** Entries supplied follows **

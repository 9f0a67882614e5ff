//! UI state - view routing, selections, prompts and the cow form
//!
//! Domain state lives in [`FarmState`](crate::farm::FarmState); everything
//! here is presentation-side and owns no farm data.

use std::collections::VecDeque;
use std::time::Instant;

use crate::domain::{Cow, CowDraft, Health, Location};

/// How long a first press of the emergency-stop key stays armed
pub const EMERGENCY_ARM_WINDOW: std::time::Duration = std::time::Duration::from_secs(5);

// ─────────────────────────────────────────────────────────────────────────────
// Views
// ─────────────────────────────────────────────────────────────────────────────

#[derive(Debug, Clone, Copy, PartialEq, Eq)]
pub enum View {
    Dashboard,
    Herd,
    Robots,
    Analytics,
    Settings,
}

impl View {
    pub const ALL: [View; 5] = [
        View::Dashboard,
        View::Herd,
        View::Robots,
        View::Analytics,
        View::Settings,
    ];

    pub fn title(&self) -> &'static str {
        match self {
            Self::Dashboard => "Dashboard",
            Self::Herd => "Herd",
            Self::Robots => "Robots",
            Self::Analytics => "Analytics",
            Self::Settings => "Settings",
        }
    }

    pub fn next(&self) -> Self {
        match self {
            Self::Dashboard => Self::Herd,
            Self::Herd => Self::Robots,
            Self::Robots => Self::Analytics,
            Self::Analytics => Self::Settings,
            Self::Settings => Self::Dashboard,
        }
    }

    pub fn prev(&self) -> Self {
        match self {
            Self::Dashboard => Self::Settings,
            Self::Herd => Self::Dashboard,
            Self::Robots => Self::Herd,
            Self::Analytics => Self::Robots,
            Self::Settings => Self::Analytics,
        }
    }
}

// ─────────────────────────────────────────────────────────────────────────────
// Confirmation prompts
// ─────────────────────────────────────────────────────────────────────────────

/// Destructive commands gated behind an explicit confirm step
#[derive(Debug, Clone, PartialEq, Eq)]
pub enum ConfirmAction {
    StopRobot(String),
    ResetRobot(String),
    DeleteCow(String),
}

#[derive(Debug, Clone, PartialEq, Eq)]
pub struct ConfirmPrompt {
    pub message: String,
    pub action: ConfirmAction,
}

// ─────────────────────────────────────────────────────────────────────────────
// Cow form (add/edit modal)
// ─────────────────────────────────────────────────────────────────────────────

/// Text fields in tab order, then the two enum pickers
pub const FORM_FIELDS: [&str; 7] = [
    "Name",
    "RFID tag",
    "Last milking",
    "Daily yield (l)",
    "Avg yield (l)",
    "Health",
    "Location",
];

#[derive(Debug, Clone, PartialEq)]
pub struct CowForm {
    /// `None` in add mode; the id being replaced in edit mode
    pub editing_id: Option<String>,
    pub text: [String; 5],
    pub health: Health,
    pub location: Location,
    pub focus: usize,
}

impl CowForm {
    pub fn for_add() -> Self {
        Self {
            editing_id: None,
            text: Default::default(),
            health: Health::Good,
            location: Location::Pasture,
            focus: 0,
        }
    }

    pub fn for_edit(cow: &Cow) -> Self {
        Self {
            editing_id: Some(cow.id.clone()),
            text: [
                cow.name.clone(),
                cow.tag_id.clone(),
                cow.last_milking.clone(),
                format!("{}", cow.daily_yield),
                format!("{}", cow.avg_yield),
            ],
            health: cow.health,
            location: cow.location,
            focus: 0,
        }
    }

    pub fn next_field(&mut self) {
        self.focus = (self.focus + 1) % FORM_FIELDS.len();
    }

    pub fn prev_field(&mut self) {
        self.focus = (self.focus + FORM_FIELDS.len() - 1) % FORM_FIELDS.len();
    }

    /// Typed input lands in the focused text field; the pickers ignore it
    pub fn input(&mut self, c: char) {
        if let Some(field) = self.text.get_mut(self.focus) {
            field.push(c);
        }
    }

    pub fn backspace(&mut self) {
        if let Some(field) = self.text.get_mut(self.focus) {
            field.pop();
        }
    }

    /// Left/right on a picker field cycles its variants
    pub fn cycle(&mut self, forward: bool) {
        match self.focus {
            5 => self.health = cycle_health(self.health, forward),
            6 => self.location = cycle_location(self.location, forward),
            _ => {}
        }
    }

    /// Validate and convert to a draft. Parse failures come back as a
    /// user-facing message; the form stays open with its input intact.
    pub fn to_draft(&self) -> Result<CowDraft, String> {
        let name = self.text[0].trim();
        if name.is_empty() {
            return Err("Name must not be empty".to_string());
        }
        let daily_yield: f64 = self.text[3]
            .trim()
            .parse()
            .map_err(|_| format!("'{}' is not a valid daily yield", self.text[3]))?;
        let avg_yield: f64 = self.text[4]
            .trim()
            .parse()
            .map_err(|_| format!("'{}' is not a valid average yield", self.text[4]))?;
        if daily_yield < 0.0 || avg_yield < 0.0 {
            return Err("Yields must be non-negative".to_string());
        }
        Ok(CowDraft {
            name: name.to_string(),
            tag_id: self.text[1].trim().to_string(),
            last_milking: self.text[2].trim().to_string(),
            daily_yield,
            avg_yield,
            health: self.health,
            location: self.location,
        })
    }
}

fn cycle_health(h: Health, forward: bool) -> Health {
    const ORDER: [Health; 4] = [
        Health::Excellent,
        Health::Good,
        Health::Attention,
        Health::Poor,
    ];
    step(&ORDER, h, forward)
}

fn cycle_location(l: Location, forward: bool) -> Location {
    const ORDER: [Location; 3] = [Location::Waiting, Location::Milking, Location::Pasture];
    step(&ORDER, l, forward)
}

fn step<T: Copy + PartialEq>(order: &[T], current: T, forward: bool) -> T {
    let idx = order.iter().position(|&x| x == current).unwrap_or(0);
    let next = if forward {
        (idx + 1) % order.len()
    } else {
        (idx + order.len() - 1) % order.len()
    };
    order[next]
}

// ─────────────────────────────────────────────────────────────────────────────
// UI state
// ─────────────────────────────────────────────────────────────────────────────

#[derive(Debug)]
pub struct UiState {
    pub view: View,

    pub robot_idx: usize,
    pub cow_idx: usize,
    pub settings_idx: usize,

    pub confirm: Option<ConfirmPrompt>,
    pub cow_form: Option<CowForm>,

    /// Recent user-facing notices, newest first
    pub events: VecDeque<String>,
    pub max_events: usize,

    /// Set while the emergency-stop key is armed for its second press
    pub emergency_armed_until: Option<Instant>,

    pub should_quit: bool,
}

impl Default for UiState {
    fn default() -> Self {
        Self {
            view: View::Dashboard,
            robot_idx: 0,
            cow_idx: 0,
            settings_idx: 0,
            confirm: None,
            cow_form: None,
            events: VecDeque::new(),
            max_events: 50,
            emergency_armed_until: None,
            should_quit: false,
        }
    }
}

impl UiState {
    pub fn push_event(&mut self, message: impl Into<String>) {
        self.events.push_front(message.into());
        if self.events.len() > self.max_events {
            self.events.pop_back();
        }
    }

    /// Latest notice, for the status line
    pub fn status_line(&self) -> Option<&str> {
        self.events.front().map(String::as_str)
    }

    /// Drop a stale emergency arm once its window has passed
    pub fn expire_emergency_arm(&mut self, now: Instant) {
        if let Some(until) = self.emergency_armed_until {
            if now >= until {
                self.emergency_armed_until = None;
            }
        }
    }
}

#[cfg(test)]
mod tests {
    use super::*;
    use crate::seed;
    use std::time::Duration;

    #[test]
    fn view_cycle_is_closed() {
        let mut view = View::Dashboard;
        for _ in 0..View::ALL.len() {
            view = view.next();
        }
        assert_eq!(view, View::Dashboard);
        assert_eq!(View::Dashboard.prev(), View::Settings);
    }

    #[test]
    fn form_for_edit_prefills_all_fields() {
        let cow = &seed::cows()[0];
        let form = CowForm::for_edit(cow);
        assert_eq!(form.editing_id.as_deref(), Some("C123"));
        assert_eq!(form.text[0], "Burenka");
        assert_eq!(form.text[3], "28.5");
        assert_eq!(form.health, Health::Excellent);
    }

    #[test]
    fn form_round_trips_to_draft() {
        let cow = &seed::cows()[1];
        let form = CowForm::for_edit(cow);
        let draft = form.to_draft().unwrap();
        assert_eq!(draft.name, cow.name);
        assert_eq!(draft.daily_yield, cow.daily_yield);
        assert_eq!(draft.location, cow.location);
    }

    #[test]
    fn form_rejects_bad_numbers() {
        let mut form = CowForm::for_add();
        form.text[0] = "Ryaba".into();
        form.text[3] = "abc".into();
        form.text[4] = "1.0".into();
        assert!(form.to_draft().is_err());
    }

    #[test]
    fn form_rejects_empty_name() {
        let mut form = CowForm::for_add();
        form.text[3] = "1.0".into();
        form.text[4] = "1.0".into();
        assert!(form.to_draft().is_err());
    }

    #[test]
    fn picker_fields_ignore_typing() {
        let mut form = CowForm::for_add();
        form.focus = 5;
        form.input('x');
        assert!(form.text.iter().all(String::is_empty));
        form.cycle(true);
        assert_eq!(form.health, Health::Attention); // Good -> Attention
    }

    #[test]
    fn event_log_is_bounded() {
        let mut ui = UiState::default();
        for i in 0..100 {
            ui.push_event(format!("event {i}"));
        }
        assert_eq!(ui.events.len(), ui.max_events);
        assert_eq!(ui.status_line(), Some("event 99"));
    }

    #[test]
    fn emergency_arm_expires() {
        let mut ui = UiState::default();
        let now = Instant::now();
        ui.emergency_armed_until = Some(now + Duration::from_secs(5));
        ui.expire_emergency_arm(now + Duration::from_secs(1));
        assert!(ui.emergency_armed_until.is_some());
        ui.expire_emergency_arm(now + Duration::from_secs(6));
        assert!(ui.emergency_armed_until.is_none());
    }
}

** End of Entries supplied **

Problem: Copy out each line of the data where the string "VecDeque" appears.

Response box:
use std::collections::VecDeque;
    pub events: VecDeque<String>,
            events: VecDeque::new(),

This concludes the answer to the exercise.